Every Monday at 6 a.m., criminal court judge Craig Mitchell leads a running group on a six mile run through the streets of downtown Los Angeles from Skid Row to Chinatown, and back. Together, he and the residents of Skid Row’s Midnight Mission Shelter make up an unorthodox running club. They train not just for the LA marathon, but to rebuild their lives.
“Any perception that people who suffer from addiction or end up on Skid Row do not possess character traits to achieve great things in their lives is an absolute misperception,” said Judge Mitchell. “[The runners have] sustained way too much disappointment, too many dreams that have not come to fruition, and I’m not going to let this experience [of the running club] fall into that category.”
That is the focus of the upcoming documentary, Skid Row Marathon, directed by Mark Hayes and produced by his wife, Gabi Hayes. Both Mark and Gabi were fascinated by the judge and his running club. They decided to tell his story.
“It intrigued me because here’s this guy that, as part of his day job and daily responsibilities, is sentencing people to long sentences and life in prison,” said Mark, who’s been documenting the runners in this passion project for three years.
“Yet, on the other hand, he’s reaching out to those same individuals to help them get back into society and be a part of the greater community. He believes in their potential.”

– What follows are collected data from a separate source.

//! # PostgreSQL Operation Store
//!
//! Operations are stored as a JSONB document next to the columns the scheduler
//! queries on (`state`, `version`, `due_at`, lease columns).
//!
//! ## Claiming
//!
//! `claim_due` selects due rows with `FOR UPDATE SKIP LOCKED` and stamps the lease in
//! the same statement, so concurrent schedulers never claim the same operation while
//! a lease is live. Expired leases are claimable again.
//!
//! ```rust,no_run
//! use runtime_lifecycle::storage::{Operations, PgOperations};
//! use sqlx::PgPool;
//!
//! # async fn example(pool: PgPool) -> Result<(), Box<dyn std::error::Error>> {
//! let store = PgOperations::new(pool);
//! store.migrate().await?;
//!
//! let due = store.list_due(chrono::Utc::now()).await?;
//! println!("{} operations due", due.len());
//! # Ok(())
//! # }
//! ```

use super::{lease_deadline, Operations, StorageError, StorageResult};
use crate::models::Operation;
use async_trait::async_trait;
use chrono::{DateTime, Utc};
use sqlx::types::Json;
use sqlx::PgPool;
use std::time::Duration;
use tracing::{debug, error, instrument, warn};

#[derive(Debug, sqlx::FromRow)]
struct OperationRow {
    data: Json<Operation>,
    version: i64,
}

impl OperationRow {
    fn into_operation(self) -> Operation {
        let mut operation = self.data.0;
        operation.version = u64::try_from(self.version).unwrap_or_default();
        operation
    }
}

fn db_error(context: &str, err: sqlx::Error) -> StorageError {
    error!("{context}: {err}");
    StorageError::Database(format!("{context}: {err}"))
}

fn to_db_version(version: u64) -> StorageResult<i64> {
    i64::try_from(version)
        .map_err(|_| StorageError::Database(format!("version {version} out of range")))
}

pub struct PgOperations {
    pool: PgPool,
}

impl PgOperations {
    pub fn new(pool: PgPool) -> Self {
        Self { pool }
    }

    pub fn pool(&self) -> &PgPool {
        &self.pool
    }

    /// Apply the bundled schema migrations
    pub async fn migrate(&self) -> StorageResult<()> {
        sqlx::migrate!("./migrations")
            .run(&self.pool)
            .await
            .map_err(|e| StorageError::Database(format!("migration failed: {e}")))
    }
}

#[async_trait]
impl Operations for PgOperations {
    async fn get(&self, id: &str) -> StorageResult<Operation> {
        sqlx::query_as::<_, OperationRow>(
            "SELECT data, version FROM lifecycle_operations WHERE id = $1",
        )
        .bind(id)
        .fetch_optional(&self.pool)
        .await
        .map_err(|e| db_error("Failed to load operation", e))?
        .map(OperationRow::into_operation)
        .ok_or_else(|| StorageError::NotFound { id: id.to_string() })
    }

    #[instrument(skip(self, operation), fields(operation_id = %operation.id()))]
    async fn insert(&self, operation: &Operation) -> StorageResult<()> {
        let query = r#"
            INSERT INTO lifecycle_operations
                (id, instance_id, operation_type, state, version, data, created_at, updated_at)
            VALUES ($1, $2, $3, $4, $5, $6, $7, $8)
            ON CONFLICT (id) DO NOTHING
        "#;

        let result = sqlx::query(query)
            .bind(operation.id())
            .bind(operation.instance_id())
            .bind(operation.operation_type().as_str())
            .bind(operation.state.as_str())
            .bind(to_db_version(operation.version)?)
            .bind(Json(operation))
            .bind(operation.created_at())
            .bind(operation.updated_at)
            .execute(&self.pool)
            .await
            .map_err(|e| db_error("Failed to insert operation", e))?;

        if result.rows_affected() == 0 {
            return Err(StorageError::AlreadyExists {
                id: operation.id().to_string(),
            });
        }
        Ok(())
    }

    #[instrument(skip(self, operation), fields(operation_id = %operation.id(), version = operation.version))]
    async fn update(&self, operation: &Operation) -> StorageResult<Operation> {
        let query = r#"
            UPDATE lifecycle_operations
            SET data = $2, state = $3, updated_at = $4, version = version + 1
            WHERE id = $1 AND version = $5 AND instance_id = $6 AND operation_type = $7
            RETURNING version
        "#;

        let updated: Option<(i64,)> = sqlx::query_as(query)
            .bind(operation.id())
            .bind(Json(operation))
            .bind(operation.state.as_str())
            .bind(operation.updated_at)
            .bind(to_db_version(operation.version)?)
            .bind(operation.instance_id())
            .bind(operation.operation_type().as_str())
            .fetch_optional(&self.pool)
            .await
            .map_err(|e| db_error("Failed to update operation", e))?;

        if let Some((version,)) = updated {
            let mut stored = operation.clone();
            stored.version = u64::try_from(version).unwrap_or_default();
            return Ok(stored);
        }

        let current = self.get(operation.id()).await?;
        if current.version != operation.version {
            debug!(actual = current.version, "Version conflict on update");
            Err(StorageError::Conflict {
                id: operation.id().to_string(),
                expected: operation.version,
                actual: current.version,
            })
        } else {
            Err(StorageError::IdentityChanged {
                id: operation.id().to_string(),
            })
        }
    }

    async fn list_due(&self, before: DateTime<Utc>) -> StorageResult<Vec<Operation>> {
        let query = r#"
            SELECT data, version FROM lifecycle_operations
            WHERE due_at IS NOT NULL AND due_at <= $1
              AND state NOT IN ('succeeded', 'failed', 'canceled')
            ORDER BY due_at
        "#;

        let rows = sqlx::query_as::<_, OperationRow>(query)
            .bind(before)
            .fetch_all(&self.pool)
            .await
            .map_err(|e| db_error("Failed to list due operations", e))?;

        Ok(rows.into_iter().map(OperationRow::into_operation).collect())
    }

    async fn schedule(&self, id: &str, due_at: DateTime<Utc>) -> StorageResult<()> {
        let result = sqlx::query("UPDATE lifecycle_operations SET due_at = $2 WHERE id = $1")
            .bind(id)
            .bind(due_at)
            .execute(&self.pool)
            .await
            .map_err(|e| db_error("Failed to schedule operation", e))?;

        if result.rows_affected() == 0 {
            return Err(StorageError::NotFound { id: id.to_string() });
        }
        Ok(())
    }

    #[instrument(skip(self), fields(owner = owner))]
    async fn claim_due(
        &self,
        before: DateTime<Utc>,
        owner: &str,
        lease: Duration,
        limit: usize,
    ) -> StorageResult<Vec<Operation>> {
        let now = Utc::now();
        let expires_at = lease_deadline(now, lease)?;
        let limit = i64::try_from(limit).unwrap_or(i64::MAX);

        let query = r#"
            WITH due AS (
                SELECT id FROM lifecycle_operations
                WHERE due_at IS NOT NULL AND due_at <= $1
                  AND (claimed_by IS NULL OR claim_expires_at <= $2)
                ORDER BY due_at
                LIMIT $5
                FOR UPDATE SKIP LOCKED
            )
            UPDATE lifecycle_operations o
            SET claimed_by = $3, claim_expires_at = $4
            FROM due
            WHERE o.id = due.id
            RETURNING o.data, o.version
        "#;

        let rows = sqlx::query_as::<_, OperationRow>(query)
            .bind(before)
            .bind(now)
            .bind(owner)
            .bind(expires_at)
            .bind(limit)
            .fetch_all(&self.pool)
            .await
            .map_err(|e| db_error("Failed to claim due operations", e))?;

        if !rows.is_empty() {
            debug!(claimed_count = rows.len(), "Claimed due operations");
        }
        Ok(rows.into_iter().map(OperationRow::into_operation).collect())
    }

    #[instrument(skip(self), fields(owner = owner))]
    async fn release(
        &self,
        id: &str,
        owner: &str,
        next_due: Option<DateTime<Utc>>,
    ) -> StorageResult<bool> {
        let query = r#"
            UPDATE lifecycle_operations
            SET claimed_by = NULL, claim_expires_at = NULL, due_at = $3
            WHERE id = $1 AND claimed_by = $2
        "#;

        let result = sqlx::query(query)
            .bind(id)
            .bind(owner)
            .bind(next_due)
            .execute(&self.pool)
            .await
            .map_err(|e| db_error("Failed to release operation", e))?;

        let released = result.rows_affected() > 0;
        if !released {
            warn!(
                operation_id = id,
                "Operation lease was not released (not owned by this worker or already released)"
            );
        }
        Ok(released)
    }
}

The film follows the runners over the course of three years as they battle with the ups and downs of addiction, and how the retreat of the club offered them a second chance.
“We’re trying to tell the story of these people as they reconnect with life, society and their own dignity. The running club has given them this second chance at life and we’re following these characters as they either succeed or fail when given this second chance,” the director said.

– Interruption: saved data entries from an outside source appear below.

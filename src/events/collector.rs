//! # Operation Result Collector
//!
//! Projects lifecycle events into one OpenTelemetry gauge per operation type.
//!
//! ## Gauges
//!
//! - `<prefix>.provisioning_result`
//! - `<prefix>.deprovisioning_result`
//! - `<prefix>.update_result`
//! - `<prefix>.upgrade_kyma_result`
//! - `<prefix>.upgrade_cluster_result`
//!
//! The gauge value is the operation's state after the step:
//! 0 Failed, 1 Succeeded, 2 InProgress, 3 Pending, 4 Canceling, 5 Canceled, 6 Retrying.
//!
//! Labels: `operation_id`, `instance_id`, `global_account_id`, `plan_id`, plus
//! `error_category` and `error_reason` on the provisioning and deprovisioning gauges
//! (empty when the operation carries no classified error).
//!
//! The collector remembers the last value of every in-flight operation. Finished
//! operations move to a bounded history of the most recent results.
//!
//! ## Usage
//!
//! ```rust
//! use runtime_lifecycle::events::{EventPublisher, OperationResultCollector};
//! use std::sync::Arc;
//!
//! let meter = opentelemetry::global::meter("runtime-lifecycle");
//! let collector = Arc::new(OperationResultCollector::new(&meter, "lifecycle"));
//!
//! let publisher = EventPublisher::new(1000);
//! publisher.register_handler(collector);
//! ```

use super::publisher::{EventError, EventHandler};
use super::types::{LifecycleEvent, OperationSnapshot, StepProcessed};
use crate::models::OperationType;
use crate::state_machine::OperationState;
use async_trait::async_trait;
use dashmap::DashMap;
use opentelemetry::metrics::{Gauge, Meter};
use opentelemetry::KeyValue;
use parking_lot::Mutex;
use std::collections::VecDeque;
use tracing::trace;

/// Finished operations whose last result stays queryable
pub const DEFAULT_RESULT_HISTORY: usize = 1024;

pub const RESULT_FAILED: f64 = 0.0;
pub const RESULT_SUCCEEDED: f64 = 1.0;
pub const RESULT_IN_PROGRESS: f64 = 2.0;
pub const RESULT_PENDING: f64 = 3.0;
pub const RESULT_CANCELING: f64 = 4.0;
pub const RESULT_CANCELED: f64 = 5.0;
pub const RESULT_RETRYING: f64 = 6.0;

/// Gauge value for an operation state
pub fn result_value(state: OperationState) -> f64 {
    match state {
        OperationState::Failed => RESULT_FAILED,
        OperationState::Succeeded => RESULT_SUCCEEDED,
        OperationState::InProgress => RESULT_IN_PROGRESS,
        OperationState::Pending => RESULT_PENDING,
        OperationState::Canceling => RESULT_CANCELING,
        OperationState::Canceled => RESULT_CANCELED,
        OperationState::Retrying => RESULT_RETRYING,
    }
}

fn result_gauge(meter: &Meter, prefix: &str, name: &str, description: &'static str) -> Gauge<f64> {
    meter
        .f64_gauge(format!("{prefix}.{name}"))
        .with_description(description)
        .build()
}

pub struct OperationResultCollector {
    provisioning: Gauge<f64>,
    deprovisioning: Gauge<f64>,
    update: Gauge<f64>,
    upgrade_kyma: Gauge<f64>,
    upgrade_cluster: Gauge<f64>,
    /// Last recorded value per in-flight operation id
    last_results: DashMap<String, f64>,
    finished: Mutex<VecDeque<(String, f64)>>,
    history: usize,
}

impl OperationResultCollector {
    pub fn new(meter: &Meter, prefix: &str) -> Self {
        Self {
            provisioning: result_gauge(meter, prefix, "provisioning_result", "Result of the provisioning"),
            deprovisioning: result_gauge(
                meter,
                prefix,
                "deprovisioning_result",
                "Result of the deprovisioning",
            ),
            update: result_gauge(meter, prefix, "update_result", "Result of the update"),
            upgrade_kyma: result_gauge(meter, prefix, "upgrade_kyma_result", "Result of the kyma upgrade"),
            upgrade_cluster: result_gauge(
                meter,
                prefix,
                "upgrade_cluster_result",
                "Result of the cluster upgrade",
            ),
            last_results: DashMap::new(),
            finished: Mutex::new(VecDeque::new()),
            history: DEFAULT_RESULT_HISTORY,
        }
    }

    /// Keep at most `history` finished operations queryable
    pub fn with_history(mut self, history: usize) -> Self {
        self.history = history;
        self
    }

    /// Last value recorded for `operation_id`, if it is in flight or recently finished
    pub fn last_result(&self, operation_id: &str) -> Option<f64> {
        if let Some(value) = self.last_results.get(operation_id) {
            return Some(*value);
        }
        self.finished
            .lock()
            .iter()
            .rev()
            .find(|(id, _)| id == operation_id)
            .map(|(_, value)| *value)
    }

    /// Number of operations the collector currently remembers
    pub fn tracked_operations(&self) -> usize {
        self.last_results.len() + self.finished.lock().len()
    }

    fn remember(&self, snapshot: &OperationSnapshot, value: f64) {
        if !snapshot.state.is_terminal() {
            self.last_results.insert(snapshot.operation_id.clone(), value);
            return;
        }

        self.last_results.remove(&snapshot.operation_id);
        if self.history == 0 {
            return;
        }
        let mut finished = self.finished.lock();
        finished.retain(|(id, _)| id != &snapshot.operation_id);
        while finished.len() >= self.history {
            finished.pop_front();
        }
        finished.push_back((snapshot.operation_id.clone(), value));
    }

    fn gauge_for(&self, operation_type: OperationType) -> &Gauge<f64> {
        match operation_type {
            OperationType::Provision => &self.provisioning,
            OperationType::Deprovision => &self.deprovisioning,
            OperationType::Update => &self.update,
            OperationType::UpgradeKyma => &self.upgrade_kyma,
            OperationType::UpgradeCluster => &self.upgrade_cluster,
        }
    }

    fn record(&self, snapshot: &OperationSnapshot, value: f64, error_labels: (&str, &str)) {
        let mut labels = vec![
            KeyValue::new("operation_id", snapshot.operation_id.clone()),
            KeyValue::new("instance_id", snapshot.instance_id.clone()),
            KeyValue::new("global_account_id", snapshot.global_account_id.clone()),
            KeyValue::new("plan_id", snapshot.plan_id.clone()),
        ];
        if matches!(
            snapshot.operation_type,
            OperationType::Provision | OperationType::Deprovision
        ) {
            labels.push(KeyValue::new("error_category", error_labels.0.to_string()));
            labels.push(KeyValue::new("error_reason", error_labels.1.to_string()));
        }

        self.gauge_for(snapshot.operation_type).record(value, &labels);
        self.remember(snapshot, value);
        trace!(
            operation_id = %snapshot.operation_id,
            operation_type = %snapshot.operation_type,
            value,
            "Recorded operation result"
        );
    }

    fn on_step_processed(
        &self,
        expected: OperationType,
        event: &LifecycleEvent,
        processed: &StepProcessed,
    ) -> Result<(), EventError> {
        if processed.operation.operation_type != expected {
            return Err(EventError::UnexpectedEvent {
                handler: self.name().to_string(),
                event: format!(
                    "{} for a {} operation",
                    event.name(),
                    processed.operation.operation_type
                ),
            });
        }

        self.record(
            &processed.operation,
            result_value(processed.operation.state),
            (
                processed.error_component_label(),
                processed.error_reason_label(),
            ),
        );
        Ok(())
    }
}

#[async_trait]
impl EventHandler for OperationResultCollector {
    fn name(&self) -> &str {
        "operation_result_collector"
    }

    async fn handle(&self, event: &LifecycleEvent) -> Result<(), EventError> {
        match event {
            LifecycleEvent::ProvisioningStepProcessed(e) => {
                self.on_step_processed(OperationType::Provision, event, e)
            }
            LifecycleEvent::DeprovisioningStepProcessed(e) => {
                self.on_step_processed(OperationType::Deprovision, event, e)
            }
            LifecycleEvent::UpdateStepProcessed(e) => {
                self.on_step_processed(OperationType::Update, event, e)
            }
            LifecycleEvent::UpgradeKymaStepProcessed(e) => {
                self.on_step_processed(OperationType::UpgradeKyma, event, e)
            }
            LifecycleEvent::UpgradeClusterStepProcessed(e) => {
                self.on_step_processed(OperationType::UpgradeCluster, event, e)
            }
            LifecycleEvent::OperationSucceeded(snapshot) => {
                self.record(snapshot, RESULT_SUCCEEDED, ("", ""));
                Ok(())
            }
            LifecycleEvent::CancellationRequested(snapshot) => {
                self.record(snapshot, RESULT_CANCELING, ("", ""));
                Ok(())
            }
            LifecycleEvent::OperationCanceled(snapshot) => {
                self.record(snapshot, RESULT_CANCELED, ("", ""));
                Ok(())
            }
        }
    }
}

But Mark and Gabi faced a few challenges while filming the documentary. Since it’s based on a running club, the subjects move quickly from place to place, offering just a single opportunity to get the shot.
The Hayes team needed camera supports that were lightweight, set-up quickly and didn’t compromise on the quality of the movement. The solution was using Sachtler’s FSB 8 fluid head paired with the Speedlock tripod.

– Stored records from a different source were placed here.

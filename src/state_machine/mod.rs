// State machine module for operation lifecycle
//
// Pure transition rules for the operation state machine. Persistence of the
// resulting state is owned by the OperationManager.

pub mod errors;
pub mod events;
pub mod operation_state_machine;
pub mod states;

pub use errors::{StateMachineError, StateMachineResult};
pub use events::OperationEvent;
pub use operation_state_machine::OperationStateMachine;
pub use states::OperationState;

Built for camera operators on the go, the Sachtler tripod is lightweight and helps camera operators set up quickly by having a single release per leg. The FSB 8 fluid head supports the wide range of Sony and Canon cameras used on the production.
“Once the runners started their run, we can’t tell them to wait while we jump in the car to follow them, so we’d use Sachtler’s Speedlock legs every day. We’d collapse the legs, pop it in the car, put the quick release plate on, level the tripod while we were moving, and then 10 seconds later we’re shooting.
“The ability to move that around quickly and to drastically change setups was really made possible by the ease with which we could raise and lower the tripod, balance the head and then quickly start tilting and panning to follow these runners. It’s carbon fiber legs make it light and maneuverable, but strong and stable at the same time,” the director said.
Another challenge is that the homeless community doesn’t appreciate being photographed – much less recorded on video. So the director and producer ran with them every week to build up trust within the club and its members year after year.
“The story is about second chances, but as shooters know, you don’t get a second chance so you have to get the shot the first time around. Sachtler helps us get the shot so we can tell the story and capture that emotion. If we didn’t do that, no one would want to watch this documentary.